BONNY: He always takes a shower after work.

PAM: Well, I do, too. Or when I’m finished shopping. Or visiting my friends. Or after a walk. Of after I get back from a restaurant. Or whenever I’m pulled over by a cop. Or after the movies or a play or a ballet or the opera or the symphony or the museum – though I try to show some decorum there – or a concert or a poetry reading or the library. Or after yoga. And the gym, of course.

BONNY: I shower once a day, no matter what I do. My water bill would be outrageous.

PAM: You have to catch the meter man whenever he makes his rounds.

BONNY: Don’t pay your water bill?

PAM: Less than you, at least. And I use much more water.

BONNY: Mine’s more of a meter maid, so that won’t work for me. Lovely Rita . . .

PAM: Don’t swing that way? Who doesn’t swing that way today?

BONNY: She doesn’t seem to swing either way.

PAM: How strange!

BONNY: I know. Everybody on this block pays full price for their water.

PAM: A prude?

BONNY: A virgin.

PAM: There are virgins still?

BONNY: She’s antisocial. Never met anyone like her.

PAM: Yes, antisocial. No greeting anyone? In any way at all?

BONNY: And pays for everything – full price! – with cash and cash alone.

PAM: I can’t believe that such a thing exists . . .

BONNY: An oddity, I know.

PAM: I remember when I was a virgin. Life was so much simpler then . . .

BONNY: Of course it was. You lived with your parents, didn’t have a job, and your parents paid for everything.

PAM: And now I live with my husband, don’t have a job, and it’s my making prostates pulsate which pays for everything.

BONNY: So, except the virginity thing, not much has changed?

PAM: Not really. Except, I shower more.

Enter RANDY in a bathrobe.

RANDY: Anyone ready to get greeted now?

BONNY: We just got back from shopping, Randy.

RANDY: You really ought to try to get back home at least an hour before I do so that you’re ready for me to come home.

BONNY: I don’t know who you think you’re talking to. Go make me dinner.

RANDY: And then . . . ?

BONNY: We’ll see.

Exit RANDY.

PAM: Poor thing.

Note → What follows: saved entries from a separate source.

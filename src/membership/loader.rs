//! Load membership records from a CSV export
//!
//! Expected columns: member_id, join_date, end_date, active, membership_type,
//! monthly_payment. Dates may be epoch seconds, `YYYY-MM-DD` (local midnight),
//! `YYYY-MM-DDTHH:MM:SS` (local) or RFC 3339.

use std::path::Path;

use chrono::{DateTime, NaiveDate, NaiveDateTime};
use csv::Reader;

use super::{MemberPayment, MembershipRecord, MembershipSnapshot};
use crate::calendar::{is_representable, local_midnight, local_to_timestamp, ReportingZone};
use crate::error::{AnalyticsError, AnalyticsResult};

/// Raw CSV row
#[derive(Debug, serde::Deserialize)]
struct CsvRow {
    member_id: u64,
    #[serde(default)]
    join_date: Option<String>,
    #[serde(default)]
    end_date: Option<String>,
    #[serde(default)]
    active: Option<String>,
    #[serde(default)]
    membership_type: Option<String>,
    #[serde(default)]
    monthly_payment: Option<f64>,
}

/// Reason a row could not be turned into a record
#[derive(Debug, Clone, PartialEq)]
enum RowProblem {
    MissingJoinDate,
    BadJoinDate(String),
    BadEndDate(String),
}

impl CsvRow {
    fn to_member_row(self, tz: &ReportingZone) -> Result<MemberRow, RowProblem> {
        let join_raw = self
            .join_date
            .as_deref()
            .map(str::trim)
            .filter(|s| !s.is_empty())
            .ok_or(RowProblem::MissingJoinDate)?;
        let join_timestamp =
            parse_timestamp(join_raw, tz).ok_or_else(|| RowProblem::BadJoinDate(join_raw.to_string()))?;

        let end_timestamp = match self.end_date.as_deref().map(str::trim).filter(|s| !s.is_empty()) {
            Some(raw) => Some(parse_timestamp(raw, tz).ok_or_else(|| RowProblem::BadEndDate(raw.to_string()))?),
            None => None,
        };

        let has_active_role = self.active.as_deref().map_or(false, parse_flag);

        let record = MembershipRecord {
            member_id: self.member_id,
            join_timestamp,
            end_timestamp,
            has_active_role,
            membership_type: self.membership_type.filter(|t| !t.trim().is_empty()),
        };

        Ok(MemberRow {
            record,
            monthly_payment: self.monthly_payment,
        })
    }
}

/// A loaded record with its recurring payment, if any
#[derive(Debug, Clone, PartialEq)]
pub struct MemberRow {
    pub record: MembershipRecord,
    pub monthly_payment: Option<f64>,
}

/// Result of loading a membership export
#[derive(Debug, Clone, Default)]
pub struct LoadedMembers {
    pub rows: Vec<MemberRow>,

    /// Rows dropped because their dates could not be parsed
    pub skipped: usize,
}

impl LoadedMembers {
    /// Build the engine snapshot as of `now`
    ///
    /// Every record is passed through; payment rows are produced only for
    /// members who are current at `now`, with tenure measured to `now`.
    pub fn into_snapshot(self, now: i64) -> MembershipSnapshot {
        let payments = self
            .rows
            .iter()
            .filter(|row| row.record.is_current(now))
            .map(|row| MemberPayment::from_record(&row.record, row.monthly_payment, now))
            .collect();
        let records = self.rows.into_iter().map(|row| row.record).collect();

        MembershipSnapshot::new(now, records, payments)
    }
}

/// Load members from a CSV file
pub fn load_members<P: AsRef<Path>>(path: P, tz: &ReportingZone) -> AnalyticsResult<LoadedMembers> {
    let reader = Reader::from_path(path)?;
    read_rows(reader, tz)
}

/// Load members from any reader (e.g., string buffer, request body)
pub fn load_members_from_reader<R: std::io::Read>(reader: R, tz: &ReportingZone) -> AnalyticsResult<LoadedMembers> {
    read_rows(Reader::from_reader(reader), tz)
}

fn read_rows<R: std::io::Read>(mut reader: Reader<R>, tz: &ReportingZone) -> AnalyticsResult<LoadedMembers> {
    let mut loaded = LoadedMembers::default();

    for (index, result) in reader.deserialize::<CsvRow>().enumerate() {
        // Header is line 1
        let line = index + 2;
        let row = match result {
            Ok(row) => row,
            Err(err) if matches!(err.kind(), csv::ErrorKind::Deserialize { .. }) => {
                log::warn!("Skipping membership row at line {}: {}", line, err);
                loaded.skipped += 1;
                continue;
            }
            Err(err) => return Err(AnalyticsError::Csv(err)),
        };

        match row.to_member_row(tz) {
            Ok(member) => loaded.rows.push(member),
            Err(problem) => {
                log::warn!("Skipping membership row at line {}: {:?}", line, problem);
                loaded.skipped += 1;
            }
        }
    }

    log::debug!(
        "Loaded {} membership rows ({} skipped)",
        loaded.rows.len(),
        loaded.skipped
    );

    Ok(loaded)
}

/// Parse a timestamp in any of the accepted formats
///
/// Epoch values outside the calendar range are rejected like any other bad date.
pub fn parse_timestamp(raw: &str, tz: &ReportingZone) -> Option<i64> {
    let raw = raw.trim();

    if let Ok(seconds) = raw.parse::<i64>() {
        return is_representable(seconds).then_some(seconds);
    }
    if let Ok(dt) = DateTime::parse_from_rfc3339(raw) {
        return Some(dt.timestamp());
    }
    if let Ok(naive) = NaiveDateTime::parse_from_str(raw, "%Y-%m-%dT%H:%M:%S") {
        return local_to_timestamp(naive, tz);
    }
    if let Ok(date) = NaiveDate::parse_from_str(raw, "%Y-%m-%d") {
        return local_midnight(date, tz);
    }

    None
}

/// Interpret the export's active-role column
pub fn parse_flag(raw: &str) -> bool {
    matches!(
        raw.trim().to_ascii_lowercase().as_str(),
        "1" | "true" | "yes" | "y" | "active"
    )
}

I ought to go and greet him. I am a guest here in his home.

BONNY: Go. Greet him. Be my guest. I need a break.

PAM stands and exists in the direction of RANDY.

BONNY: That woman is insatiable. She must be taking Libidoprone. The last thing that I need.

BONNY stands and wanders back and forth a few times. She glances at her watch.

BONNY: Well, this is boring. I guess I should have greeted my husband home from work.

BONNY glances at her watch again.

BONNY: Would you please hurry up in there? I want to have my friend back. Perhaps some dinner, too!

BONNY paces once more, then slumps onto the couch.

BONNY: Let’s see what’s on T.V.

BONNY picks up the remote and aims it at the audience.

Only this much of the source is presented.